++++ Entries provided

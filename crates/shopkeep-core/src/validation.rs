//! # Validation Module
//!
//! Input parsing and validation for the billing and purchase forms.
//!
//! ## Validation Strategy
//! ```text
//! ┌─────────────────────────────────────────────────────────────────────────┐
//! │                      Validation Layers                                  │
//! │                                                                         │
//! │  Layer 1: Frontend                                                     │
//! │  └── Immediate feedback (disabled buttons, inline hints)               │
//! │           │                                                             │
//! │           ▼                                                             │
//! │  Layer 2: Cart commit (Rust)                                           │
//! │  └── THIS MODULE: names, paid amount, unit costs                       │
//! │           │                                                             │
//! │           ▼                                                             │
//! │  Layer 3: Ledger Store                                                 │
//! │  └── Only ever sees fully built, invariant-holding records             │
//! └─────────────────────────────────────────────────────────────────────────┘
//! ```

use chrono::NaiveDate;
use std::iter::Peekable;
use std::str::Chars;

use crate::error::ValidationError;
use crate::money::Money;

/// Result type for validation operations.
pub type ValidationResult<T> = Result<T, ValidationError>;

/// Longest accepted customer / supplier / product name.
pub const MAX_NAME_LENGTH: usize = 200;

// =============================================================================
// String Validators
// =============================================================================

/// Validates a counterparty name (customer or supplier).
///
/// ## Rules
/// - Surrounding whitespace is ignored
/// - Must not be blank
/// - At most [`MAX_NAME_LENGTH`] characters
///
/// ## Returns
/// The trimmed name, ready to be stored on the record.
///
/// ```rust
/// use shopkeep_core::validation::validate_counterparty_name;
///
/// assert_eq!(validate_counterparty_name("customer name", "  City Mart ").unwrap(), "City Mart");
/// assert!(validate_counterparty_name("customer name", "   ").is_err());
/// ```
pub fn validate_counterparty_name(field: &str, name: &str) -> ValidationResult<String> {
    let name = name.trim();

    if name.is_empty() {
        return Err(ValidationError::Required {
            field: field.to_string(),
        });
    }

    if name.chars().count() > MAX_NAME_LENGTH {
        return Err(ValidationError::TooLong {
            field: field.to_string(),
            max: MAX_NAME_LENGTH,
        });
    }

    Ok(name.to_string())
}

/// Validates a product name for catalog entries.
pub fn validate_product_name(name: &str) -> ValidationResult<()> {
    validate_counterparty_name("product name", name).map(|_| ())
}

/// Validates a search query.
///
/// ## Rules
/// - Can be empty (matches everything)
/// - Maximum 100 characters
///
/// ## Returns
/// The trimmed query string.
pub fn validate_search_query(query: &str) -> ValidationResult<String> {
    let query = query.trim();

    if query.chars().count() > 100 {
        return Err(ValidationError::TooLong {
            field: "query".to_string(),
            max: 100,
        });
    }

    Ok(query.to_string())
}

// =============================================================================
// Amount Parsing
// =============================================================================

/// Parses a free-form amount typed into a form field.
///
/// Reads the input the way a browser's `parseFloat` does:
/// - surrounding whitespace is ignored
/// - the longest leading decimal number is used (`"12.5kg"` is 12.50)
/// - an exponent is applied when `e`/`E` is followed by digits
///   (`"1.5e2"` is 150.00, `"2e"` is 2.00)
/// - blank or non-numeric input is zero
///
/// The value is rounded half-up to the cent. Negative values are returned
/// as-is so the caller can reject them.
///
/// ## Errors
/// Only when the number does not fit in the money range.
///
/// ```rust
/// use shopkeep_core::validation::parse_amount_input;
///
/// assert_eq!(parse_amount_input("2000").unwrap().cents(), 200_000);
/// assert_eq!(parse_amount_input(" 5545.41 ").unwrap().cents(), 554_541);
/// assert_eq!(parse_amount_input("1e3").unwrap().cents(), 100_000);
/// assert_eq!(parse_amount_input("").unwrap().cents(), 0);
/// assert_eq!(parse_amount_input("abc").unwrap().cents(), 0);
/// assert_eq!(parse_amount_input("-10").unwrap().cents(), -1000);
/// ```
pub fn parse_amount_input(input: &str) -> ValidationResult<Money> {
    let mut chars = input.trim().chars().peekable();

    let negative = match chars.peek() {
        Some('-') => {
            chars.next();
            true
        }
        Some('+') => {
            chars.next();
            false
        }
        _ => false,
    };

    let mut digits: Vec<u8> = Vec::new();
    let mut whole_len: i64 = 0;
    while let Some(digit) = next_digit(&mut chars) {
        digits.push(digit);
        whole_len += 1;
    }
    if chars.peek() == Some(&'.') {
        chars.next();
        while let Some(digit) = next_digit(&mut chars) {
            digits.push(digit);
        }
    }

    if digits.iter().all(|&d| d == 0) {
        return Ok(Money::zero());
    }

    // Digits before this index make up the whole number of cents; the
    // digit at it decides rounding.
    let boundary = whole_len
        .saturating_add(read_exponent(chars))
        .saturating_add(2);
    let digit_at = |idx: i64| {
        usize::try_from(idx)
            .ok()
            .and_then(|i| digits.get(i))
            .map_or(0, |&d| i64::from(d))
    };

    let out_of_range = || ValidationError::OutOfRange {
        field: "amount".to_string(),
    };

    let mut cents: i64 = 0;
    for idx in 0..boundary.max(0) {
        cents = cents
            .checked_mul(10)
            .and_then(|c| c.checked_add(digit_at(idx)))
            .ok_or_else(out_of_range)?;
    }
    if digit_at(boundary) >= 5 {
        cents = cents.checked_add(1).ok_or_else(out_of_range)?;
    }

    Ok(Money::from_cents(if negative { -cents } else { cents }))
}

fn next_digit(chars: &mut Peekable<Chars<'_>>) -> Option<u8> {
    let digit = chars.peek()?.to_digit(10)?;
    chars.next();
    u8::try_from(digit).ok()
}

/// Exponent after the mantissa, or 0 when there is none. `e` without
/// digits after it is not an exponent.
fn read_exponent(mut rest: Peekable<Chars<'_>>) -> i64 {
    if !matches!(rest.next(), Some('e' | 'E')) {
        return 0;
    }

    let negative = match rest.peek() {
        Some('-') => {
            rest.next();
            true
        }
        Some('+') => {
            rest.next();
            false
        }
        _ => false,
    };

    let mut exponent: Option<i64> = None;
    while let Some(digit) = next_digit(&mut rest) {
        exponent = Some(
            exponent
                .unwrap_or(0)
                .saturating_mul(10)
                .saturating_add(i64::from(digit)),
        );
    }

    match exponent {
        Some(e) if negative => -e,
        Some(e) => e,
        None => 0,
    }
}

/// Largest quantity a single cart line may hold.
pub const MAX_LINE_QUANTITY: i64 = 1_000_000;

/// Validates a cart line quantity.
///
/// Zero and negatives are not errors here: the cart treats them as
/// removal.
pub fn validate_quantity(quantity: i64) -> ValidationResult<i64> {
    if quantity > MAX_LINE_QUANTITY {
        return Err(ValidationError::TooLarge {
            field: "quantity".to_string(),
            max: MAX_LINE_QUANTITY,
        });
    }

    Ok(quantity)
}

// =============================================================================
// Numeric Validators
// =============================================================================

/// Validates a paid amount entered at commit time.
///
/// ## Rules
/// - Zero is allowed (nothing paid yet, record is pending)
/// - Overpayment is allowed (remaining goes negative)
/// - Negative is rejected
pub fn validate_paid_amount(amount: Money) -> ValidationResult<Money> {
    if amount.is_negative() {
        return Err(ValidationError::Negative {
            field: "paid amount".to_string(),
        });
    }

    Ok(amount)
}

/// Validates a per-unit cost entered for a purchase line.
///
/// ## Rules
/// - Must be strictly positive
pub fn validate_unit_cost(cost: Money) -> ValidationResult<Money> {
    if !cost.is_positive() {
        return Err(ValidationError::MustBePositive {
            field: "cost price".to_string(),
        });
    }

    Ok(cost)
}

// =============================================================================
// Date Validators
// =============================================================================

/// Parses an ISO calendar date (`YYYY-MM-DD`).
pub fn parse_iso_date(field: &str, value: &str) -> ValidationResult<NaiveDate> {
    NaiveDate::parse_from_str(value.trim(), "%Y-%m-%d").map_err(|e| {
        ValidationError::InvalidFormat {
            field: field.to_string(),
            reason: e.to_string(),
        }
    })
}

// =============================================================================
// Unit Tests
// =============================================================================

++++++++

● **Activity**
Return every line from the entries above that includes the word "rest".

● **Answer**
fn read_exponent(mut rest: Peekable<Chars<'_>>) -> i64 {
    if !matches!(rest.next(), Some('e' | 'E')) {
    let negative = match rest.peek() {
            rest.next();
            rest.next();
    while let Some(digit) = next_digit(&mut rest) {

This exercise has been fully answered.